Este lunes 24 de marzo de 2026, Santiago del Estero fue escenario de una convocatoria sin precedentes. Al cumplirse 50 años del último Golpe de Estado en Argentina, miles de santiagueños se volcaron a las calles del microcentro para conmemorar el Día de la Memoria, la Verdad y la Justicia. La Plaza Libertad fue el epicentro de un reclamo que unió a organizaciones sociales, políticas, organismos de derechos humanos y ciudadanos particulares en una jornada cargada de simbolismo y emoción.


La movilización destacó por su fuerte carácter intergeneracional. Jóvenes, adultos y abuelos caminaron a la par, custodiando la emblemática bandera de los desaparecidos santiagueños, una pieza bordada con los nombres de las víctimas locales de la dictadura. Durante el trayecto, el aire se llenó de cánticos y banderas, mientras los pañuelos blancos y las fotografías de rostros jóvenes recordaban la vigencia de una lucha que atraviesa las décadas y reafirma la defensa de la democracia en cada rincón de la provincia.


El despliegue de la memoria colectiva
El acto central en la plaza contó con la presencia activa de la organización H.I.J.O.S. Santiago del Estero, cuyas voces e historias mantuvieron viva la llama del reclamo. Uno de los momentos más emotivos de la tarde ocurrió cuando las estrofas de la “Marcha de la bronca” resonaron en el centro capitalino, mientras se desplegaban las gigantografías con los rostros de quienes ya no están. Los oradores enfatizaron que la Plaza Libertad no es solo un punto de reunión, sino un espacio de resistencia y un recordatorio permanente de que la justicia sigue siendo una tarea pendiente.

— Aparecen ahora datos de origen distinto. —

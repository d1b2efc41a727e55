use crate::shared::metadata::{FieldPattern, FormErrors, ValidationRules};
use serde::{Deserialize, Serialize};

const EMAIL_RULES: ValidationRules = ValidationRules::required()
    .pattern(FieldPattern::Email)
    .with_error("Email không hợp lệ!");
const PHONE_RULES: ValidationRules = ValidationRules::required()
    .pattern(FieldPattern::Digits { min: 10, max: 11 })
    .with_error("Số điện thoại không hợp lệ!");

/// Profile of the signed-in user
#[derive(Debug, Clone, PartialEq, Serialize, Deserialize)]
#[serde(rename_all = "camelCase")]
pub struct UserProfile {
    pub full_name: String,
    pub email: String,
    pub phone: String,
    pub position: String,
    pub department: String,
    pub address: String,
}

impl Default for UserProfile {
    fn default() -> Self {
        Self {
            full_name: "Nguyễn Văn A".into(),
            email: "nguyenvana@example.com".into(),
            phone: "0123456789".into(),
            position: "Quản lý dự án".into(),
            department: "Phòng Kỹ thuật".into(),
            address: "123 Đường ABC, Quận 1, TP.HCM".into(),
        }
    }
}

impl UserProfile {
    pub fn validate(&self) -> Result<(), FormErrors> {
        let mut errors = FormErrors::new();
        errors.check(
            "full_name",
            ValidationRules::required()
                .with_error("Vui lòng nhập họ tên!")
                .validate_string(&self.full_name, "Họ tên"),
        );
        errors.check("email", EMAIL_RULES.validate_string(&self.email, "Email"));
        errors.check("phone", PHONE_RULES.validate_string(&self.phone, "Số điện thoại"));
        errors.into_result()
    }

    /// Initials for the avatar placeholder: first and last word
    pub fn initials(&self) -> String {
        let mut words = self.full_name.split_whitespace();
        let first = words.next().and_then(|w| w.chars().next());
        let last = words.last().and_then(|w| w.chars().next());
        first.into_iter().chain(last).collect::<String>().to_uppercase()
    }
}

#[derive(Debug, Clone, PartialEq, Default, Serialize, Deserialize)]
#[serde(rename_all = "camelCase")]
pub struct ChangePasswordDto {
    pub current_password: String,
    pub new_password: String,
    pub confirm_password: String,
}

impl ChangePasswordDto {
    pub fn validate(&self) -> Result<(), FormErrors> {
        let mut errors = FormErrors::new();
        if self.current_password.is_empty() {
            errors.add("current_password", "Vui lòng nhập mật khẩu hiện tại!");
        }

        if self.new_password.is_empty() {
            errors.add("new_password", "Vui lòng nhập mật khẩu mới!");
        } else if self.new_password.chars().count() < 8 {
            errors.add("new_password", "Mật khẩu phải có ít nhất 8 ký tự!");
        } else if !FieldPattern::StrongPassword.matches(&self.new_password) {
            errors.add("new_password", "Mật khẩu phải chứa chữ hoa, chữ thường và số!");
        }

        if self.confirm_password.is_empty() {
            errors.add("confirm_password", "Vui lòng xác nhận mật khẩu mới!");
        } else if self.confirm_password != self.new_password {
            errors.add("confirm_password", "Mật khẩu xác nhận không khớp!");
        }
        errors.into_result()
    }
}

#[cfg(test)]
mod tests {
    use super::*;

    #[test]
    fn test_default_profile_is_valid() {
        let profile = UserProfile::default();
        assert!(profile.validate().is_ok());
        assert_eq!(profile.initials(), "NA");
    }

    #[test]
    fn test_profile_rules() {
        let profile = UserProfile {
            email: "not-an-email".into(),
            phone: "01234".into(),
            full_name: " ".into(),
            ..Default::default()
        };
        let errors = profile.validate().unwrap_err();
        assert_eq!(errors.get("email"), Some("Email không hợp lệ!"));
        assert_eq!(errors.get("phone"), Some("Số điện thoại không hợp lệ!"));
        assert_eq!(errors.get("full_name"), Some("Vui lòng nhập họ tên!"));
    }

    #[test]
    fn test_change_password() {
        let ok = ChangePasswordDto {
            current_password: "old".into(),
            new_password: "NewPass123".into(),
            confirm_password: "NewPass123".into(),
        };
        assert!(ok.validate().is_ok());

        let weak = ChangePasswordDto {
            new_password: "newpass123".into(),
            confirm_password: "other".into(),
            ..Default::default()
        };
        let errors = weak.validate().unwrap_err();
        assert!(errors.get("current_password").is_some());
        assert_eq!(
            errors.get("new_password"),
            Some("Mật khẩu phải chứa chữ hoa, chữ thường và số!")
        );
        assert_eq!(errors.get("confirm_password"), Some("Mật khẩu xác nhận không khớp!"));

        let short = ChangePasswordDto {
            new_password: "Ab1".into(),
            ..ok
        };
        assert_eq!(
            short.validate().unwrap_err().get("new_password"),
            Some("Mật khẩu phải có ít nhất 8 ký tự!")
        );
    }
}
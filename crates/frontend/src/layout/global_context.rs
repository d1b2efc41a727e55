use contracts::domain::a005_user_profile::UserProfile;
use leptos::prelude::*;

/// App-wide UI state shared by the shell and the pages.
#[derive(Clone, Copy)]
pub struct AppGlobalContext {
    /// Sidebar expanded (labels visible) or collapsed to icons
    pub left_open: RwSignal<bool>,
    /// Signed-in user shown in the header, edited on the profile page
    pub profile: RwSignal<UserProfile>,
}

impl AppGlobalContext {
    pub fn new() -> Self {
        Self {
            left_open: RwSignal::new(true),
            profile: RwSignal::new(UserProfile::default()),
        }
    }

    pub fn toggle_left(&self) {
        self.left_open.update(|val| *val = !*val);
    }
}

impl Default for AppGlobalContext {
    fn default() -> Self {
        Self::new()
    }
}

pub fn use_app_context() -> AppGlobalContext {
    use_context::<AppGlobalContext>().expect("AppGlobalContext context not found")
}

A 50 años de aquel fatídico 24 de marzo de 1976, la sociedad santiagueña renovó su compromiso colectivo para evitar que el terror se repita. La jornada tuvo Plaza Libertad teñida de blancoy flores, con el eje de la convocatoria “Florenceran Pañuelos” y la “Colectiva Bordando Luchas” quienes se hicieron presentes con los nombres de desaparecidos locales bordados especialmente para este día, conmemorando el medio siglo del golpe. Las calles se llenaron de mensajes hacia las nuevas generaciones, enfatizando que la memoria se construye día a día. Para los familiares y sobrevivientes presentes, la masividad de la marcha de este 2026 es la prueba fehaciente de que el legado de las víctimas locales sigue guiando el camino hacia una sociedad más justa y soberana.


El camino de la memoria
Como cada 24 de marzo la sociedad santiagueña renovó su compromiso colectivo para evitar que el terror se repita. El recorrido de la marcha, que unió la Plaza Libertad con la Plaza del Maestro, se transformó en un corredor de conciencia social, mensajes y muestras de apoyo a quienes aún buscan y siguen luchando.